HD 131664

Observation data Epoch J2000 Equinox ICRS
- Constellation: Apus
- Right ascension: 15^{h} 00^{m} 06.08006^{s}
- Declination: −73° 32′ 07.1895″
- Apparent magnitude (V): 8.13

Characteristics
- Evolutionary stage: main sequence
- Spectral type: G3 V
- B−V color index: 0.667

Astrometry
- Radial velocity (R_{v}): +35.36±0.13 km/s
- Proper motion (μ): RA: +8.008 mas/yr Dec.: +22.284 mas/yr
- Parallax (π): 18.1360±0.0829 mas
- Distance: 179.8 ± 0.8 ly (55.1 ± 0.3 pc)
- Absolute magnitude (M_{V}): 4.41

Orbit
- Name: HD 131664 b
- Period (P): 5.424±0.004 yr
- Semi-major axis (a): 3.2±0.1 AU
- Eccentricity (e): 0.693±0.002
- Inclination (i): 170.7±1.5°
- Longitude of the node (Ω): 348.3±6.4°
- Periastron epoch (T): 2452023±2
- Argument of periastron (ω) (primary): 151.8±0.3°
- Semi-amplitude (K_{1}) (primary): 0.4337±0.0031 km/s

Details

HD 131664 A
- Mass: 1.10 M_{☉}
- Radius: 1.16 R_{☉}
- Luminosity: 1.60 L_{☉}
- Surface gravity (log g): 4.50 cgs
- Temperature: 5,901 K
- Metallicity [Fe/H]: 0.281 dex
- Rotation: 25 days
- Rotational velocity (v sin i): 3.01 km/s
- Age: 2.32 Gyr

HD 131664 b
- Mass: 127.8±17.9 M_{Jup}
- Other designations: CD−73°1031, HD 131664, HIP 73408

Database references
- SIMBAD: data
- Exoplanet Archive: data

= HD 131664 =

Star in the constellation Apus

HD 131664 is an 8th magnitude star in the southern constellation of Apus with an orbiting brown dwarf or stellar companion.

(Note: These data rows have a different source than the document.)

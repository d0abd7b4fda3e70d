use actix_web::HttpResponse;
use serde_json::json;
use uuid::Uuid;

use crate::middleware::auth::Claims;

pub mod analytics_handler;
pub mod auth_handler;
pub mod backend_health_handler;
pub mod chat_handler;
pub mod file_handler;
pub mod followup_handler;
pub mod profile_handler;
pub mod registration_handler;
pub mod wearable_handler;

/// User id from the token subject, or a 400 response.
pub(crate) fn user_id_from_claims(claims: &Claims) -> Result<Uuid, HttpResponse> {
    claims.user_id().ok_or_else(|| {
        tracing::error!("Failed to parse user ID from token subject: {}", claims.sub);
        HttpResponse::BadRequest().json(json!({
            "error": "Invalid user ID"
        }))
    })
}

pub(crate) fn bad_request(message: impl Into<String>) -> HttpResponse {
    HttpResponse::BadRequest().json(json!({ "error": message.into() }))
}
pub mod oauth_state;
pub mod password;
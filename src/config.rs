pub mod settings;
pub mod jwt;
pub mod gemini;
pub mod minio;
pub mod fitbit;
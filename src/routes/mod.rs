use actix_web::web;

pub mod analytics;
pub mod auth;
pub mod backend_health;
pub mod chat;
pub mod files;
pub mod followups;
pub mod profile;
pub mod wearables;

use crate::middleware::auth::AuthMiddleware;

pub fn init_routes(cfg: &mut web::ServiceConfig) {
    cfg.service(backend_health::backend_health);

    // Register and login are public; status checks its own token
    cfg.service(
        web::scope("/auth")
            .service(auth::register)
            .service(auth::login)
            .service(auth::logout)
            .service(auth::status)
    );
    cfg.service(
        web::scope("/profile")
            .wrap(AuthMiddleware)
            .service(profile::get_user_profile)
            .service(profile::update_user_profile)
    );
    cfg.service(
        web::scope("/chat")
            .wrap(AuthMiddleware)
            .service(chat::send_chat_message)
            .service(chat::get_chat_history)
    );
    cfg.service(
        web::scope("/followups")
            .wrap(AuthMiddleware)
            .service(followups::get_followups)
            .service(followups::post_followup)
            .service(followups::complete)
            .service(followups::history)
            .service(followups::remove_followup)
    );
    cfg.service(
        web::scope("/files")
            .wrap(AuthMiddleware)
            .service(files::upload)
            .service(files::get_files)
            .service(files::remove_file)
            .service(files::analyze)
    );
    cfg.service(
        web::scope("/wearables")
            .wrap(AuthMiddleware)
            .service(wearables::status)
            .service(wearables::connect)
            .service(wearables::fitbit_callback)
            .service(wearables::disconnect)
            .service(wearables::demo_data)
            .service(wearables::ingest_metric)
            .service(wearables::sync)
            .service(wearables::summary)
            .service(wearables::timeseries)
            .service(wearables::recommendations)
    );
    cfg.service(
        web::scope("/analytics")
            .wrap(AuthMiddleware)
            .service(analytics::dashboard)
            .service(analytics::trends)
            .service(analytics::insights)
    );
}
use actix_web::HttpResponse;
use serde_json::json;

pub async fn backend_health_check() -> HttpResponse {
    HttpResponse::Ok().json(json!({
        "status": "healthy",
        "service": "MedLM Health Chatbot"
    }))
}
use chrono::{DateTime, Utc};
use sqlx::PgPool;
use uuid::Uuid;

use crate::models::followup::{FollowUpFrequency, FollowUpHistoryEntry, FollowUpRecord};

const FOLLOWUP_COLUMNS: &str = r#"
    f.id, f.user_id, f.title, f.notes, f.frequency, f.next_due, f.is_active,
    f.last_completed_at, f.created_at,
    (SELECT COUNT(*) FROM followup_history h WHERE h.followup_id = f.id) AS completion_count
"#;

pub async fn fetch_active_followups(
    pool: &PgPool,
    user_id: Uuid,
) -> Result<Vec<FollowUpRecord>, sqlx::Error> {
    let sql = format!(
        "SELECT {} FROM followups f WHERE f.user_id = $1 AND f.is_active = TRUE ORDER BY f.next_due ASC",
        FOLLOWUP_COLUMNS
    );
    sqlx::query_as::<_, FollowUpRecord>(&sql)
        .bind(user_id)
        .fetch_all(pool)
        .await
}

/// Active follow-up owned by `user_id`
pub async fn fetch_followup(
    pool: &PgPool,
    user_id: Uuid,
    followup_id: Uuid,
) -> Result<Option<FollowUpRecord>, sqlx::Error> {
    let sql = format!(
        "SELECT {} FROM followups f WHERE f.id = $1 AND f.user_id = $2 AND f.is_active = TRUE",
        FOLLOWUP_COLUMNS
    );
    sqlx::query_as::<_, FollowUpRecord>(&sql)
        .bind(followup_id)
        .bind(user_id)
        .fetch_optional(pool)
        .await
}

pub async fn insert_followup(
    pool: &PgPool,
    user_id: Uuid,
    title: &str,
    notes: Option<&str>,
    frequency: FollowUpFrequency,
    next_due: DateTime<Utc>,
) -> Result<Uuid, sqlx::Error> {
    let id = Uuid::new_v4();
    sqlx::query(
        r#"
        INSERT INTO followups (id, user_id, title, notes, frequency, next_due, created_at)
        VALUES ($1, $2, $3, $4, $5, $6, $7)
        "#,
    )
    .bind(id)
    .bind(user_id)
    .bind(title)
    .bind(notes)
    .bind(frequency.as_str())
    .bind(next_due)
    .bind(Utc::now())
    .execute(pool)
    .await?;

    Ok(id)
}

/// Record a completion and move the due date in one transaction.
pub async fn record_completion(
    pool: &PgPool,
    user_id: Uuid,
    followup_id: Uuid,
    notes: Option<&str>,
    ai_response: &str,
    completed_at: DateTime<Utc>,
    next_due: DateTime<Utc>,
) -> Result<(), sqlx::Error> {
    let mut tx = pool.begin().await?;

    sqlx::query(
        r#"
        INSERT INTO followup_history (id, followup_id, user_id, notes, ai_response, completed_at)
        VALUES ($1, $2, $3, $4, $5, $6)
        "#,
    )
    .bind(Uuid::new_v4())
    .bind(followup_id)
    .bind(user_id)
    .bind(notes)
    .bind(ai_response)
    .bind(completed_at)
    .execute(&mut *tx)
    .await?;

    sqlx::query(
        r#"
        UPDATE followups
        SET next_due = $1, last_completed_at = $2
        WHERE id = $3 AND user_id = $4
        "#,
    )
    .bind(next_due)
    .bind(completed_at)
    .bind(followup_id)
    .bind(user_id)
    .execute(&mut *tx)
    .await?;

    tx.commit().await?;
    Ok(())
}

pub async fn fetch_followup_history(
    pool: &PgPool,
    user_id: Uuid,
    followup_id: Uuid,
) -> Result<Vec<FollowUpHistoryEntry>, sqlx::Error> {
    sqlx::query_as::<_, FollowUpHistoryEntry>(
        r#"
        SELECT id, notes, ai_response, completed_at
        FROM followup_history
        WHERE followup_id = $1 AND user_id = $2
        ORDER BY completed_at DESC
        "#,
    )
    .bind(followup_id)
    .bind(user_id)
    .fetch_all(pool)
    .await
}

/// Soft delete. Returns false when nothing matched.
pub async fn deactivate_followup(
    pool: &PgPool,
    user_id: Uuid,
    followup_id: Uuid,
) -> Result<bool, sqlx::Error> {
    let result = sqlx::query(
        "UPDATE followups SET is_active = FALSE WHERE id = $1 AND user_id = $2 AND is_active = TRUE",
    )
    .bind(followup_id)
    .bind(user_id)
    .execute(pool)
    .await?;

    Ok(result.rows_affected() > 0)
}
#![allow(dead_code)]

pub mod utils;
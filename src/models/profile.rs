use serde::{Deserialize, Deserializer, Serialize};

/// Free-text health profile. Every field is optional; an empty profile is
/// a valid profile.
#[derive(Debug, Clone, Default, PartialEq, sqlx::FromRow, Serialize, Deserialize)]
pub struct UserProfile {
    pub full_name: Option<String>,
    pub age: Option<i32>,
    pub gender: Option<String>,
    pub medical_history: Option<String>,
    pub allergies: Option<String>,
    pub current_medications: Option<String>,
    pub health_goals: Option<String>,
}

/// Wholesale replacement of the profile. Missing fields clear the stored value.
#[derive(Debug, Deserialize, Default)]
pub struct UpdateProfileRequest {
    #[serde(default)]
    pub full_name: Option<String>,
    #[serde(default, deserialize_with = "deserialize_optional_age")]
    pub age: Option<i32>,
    #[serde(default)]
    pub gender: Option<String>,
    #[serde(default)]
    pub medical_history: Option<String>,
    #[serde(default)]
    pub allergies: Option<String>,
    #[serde(default)]
    pub current_medications: Option<String>,
    #[serde(default)]
    pub health_goals: Option<String>,
}

pub const MIN_AGE: i32 = 0;
pub const MAX_AGE: i32 = 150;

impl UpdateProfileRequest {
    pub fn validate(&self) -> Result<(), String> {
        if let Some(age) = self.age {
            if !(MIN_AGE..=MAX_AGE).contains(&age) {
                return Err(format!("Age must be between {} and {}", MIN_AGE, MAX_AGE));
            }
        }
        Ok(())
    }

    /// Blank strings are stored as NULL so the context builder sees them as absent.
    pub fn into_profile(self) -> UserProfile {
        UserProfile {
            full_name: non_blank(self.full_name),
            age: self.age,
            gender: non_blank(self.gender),
            medical_history: non_blank(self.medical_history),
            allergies: non_blank(self.allergies),
            current_medications: non_blank(self.current_medications),
            health_goals: non_blank(self.health_goals),
        }
    }
}

fn non_blank(value: Option<String>) -> Option<String> {
    value
        .map(|v| v.trim().to_string())
        .filter(|v| !v.is_empty())
}

/// The profile form posts age as a number, a numeric string or "".
fn deserialize_optional_age<'de, D>(deserializer: D) -> Result<Option<i32>, D::Error>
where
    D: Deserializer<'de>,
{
    #[derive(Deserialize)]
    #[serde(untagged)]
    enum AgeInput {
        Number(i64),
        Text(String),
    }

    match Option::<AgeInput>::deserialize(deserializer)? {
        None => Ok(None),
        Some(AgeInput::Number(n)) => i32::try_from(n)
            .map(Some)
            .map_err(|_| serde::de::Error::custom("age out of range")),
        Some(AgeInput::Text(s)) => {
            let trimmed = s.trim();
            if trimmed.is_empty() {
                Ok(None)
            } else {
                trimmed
                    .parse::<i32>()
                    .map(Some)
                    .map_err(|_| serde::de::Error::custom("age must be a whole number"))
            }
        }
    }
}
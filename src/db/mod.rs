pub mod analytics;
pub mod chat;
pub mod files;
pub mod followups;
pub mod helpers;
pub mod profile;
pub mod users;
pub mod wearables;
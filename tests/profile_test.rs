use reqwest::Client;
use serde_json::json;

mod common;
use common::utils::{create_test_user_and_login, get_authed, spawn_app};

#[tokio::test]
async fn new_user_has_an_empty_profile() {
    let test_app = spawn_app().await;
    let client = Client::new();
    let user = create_test_user_and_login(&test_app.address).await;

    let response = get_authed(&client, &format!("{}/profile", &test_app.address), &user.token).await;

    assert_eq!(response.status().as_u16(), 200);
    let body: serde_json::Value = response.json().await.unwrap();
    assert!(body["full_name"].is_null());
    assert!(body["age"].is_null());
}

#[tokio::test]
async fn update_replaces_the_whole_profile() {
    let test_app = spawn_app().await;
    let client = Client::new();
    let user = create_test_user_and_login(&test_app.address).await;
    let url = format!("{}/profile", &test_app.address);

    let first = client
        .put(&url)
        .bearer_auth(&user.token)
        .json(&json!({
            "full_name": "Alex Doe",
            "age": "34",
            "allergies": "Pollen",
            "health_goals": "Sleep better"
        }))
        .send()
        .await
        .unwrap();
    assert_eq!(first.status().as_u16(), 200);

    // Fields left out of the second update are cleared
    let second = client
        .put(&url)
        .bearer_auth(&user.token)
        .json(&json!({ "full_name": "Alex Doe", "age": 35 }))
        .send()
        .await
        .unwrap();
    assert_eq!(second.status().as_u16(), 200);

    let body: serde_json::Value = get_authed(&client, &url, &user.token).await.json().await.unwrap();
    assert_eq!(body["full_name"], "Alex Doe");
    assert_eq!(body["age"], 35);
    assert!(body["allergies"].is_null());
    assert!(body["health_goals"].is_null());
}

#[tokio::test]
async fn out_of_range_age_is_rejected() {
    let test_app = spawn_app().await;
    let client = Client::new();
    let user = create_test_user_and_login(&test_app.address).await;

    let response = client
        .put(&format!("{}/profile", &test_app.address))
        .bearer_auth(&user.token)
        .json(&json!({ "age": 200 }))
        .send()
        .await
        .unwrap();

    assert_eq!(response.status().as_u16(), 400);
}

Parallax measurements by the Gaia space observatory provide an estimated distance of 172.5 light years from the Earth. The system is moving further away with a baseline heliocentric radial velocity of +35 km/s.

The primary component is an ordinary G-type main-sequence star with a stellar classification of G3 V. The star is particularly metal-rich ([Fe/H] = 0.28) in comparison with the mean metallicity of the solar neighborhood. It is about 2.3 billion years old with a projected rotational velocity of 3 km/s. The star has 110% of the mass of the Sun and 116% times the Sun's radius. It is radiating 160% of the Sun's luminosity from its photosphere at an effective temperature of 5,901 K.

The discovery of a brown dwarf in orbit around HD 131664 was announced on October 26, 2008 and designated HD 131664 b. The object was detected from Doppler measurements of the host star between 2004 and 2008. This object has a minimum mass of 18.15 times that of Jupiter and orbits in a long-period, eccentric orbit that completely overlaps the star's habitable zone. As of 2009, this period (1,951 days or 5.34 years) was among the dozen longest exoplanet periods known. Follow-up studies with data from the Hipparcos and Gaia satellites further constrained the predicted mass of the companion, providing a best estimate of 127.8±17.9 Jupiter mass, or about 0.12 times the mass of the Sun.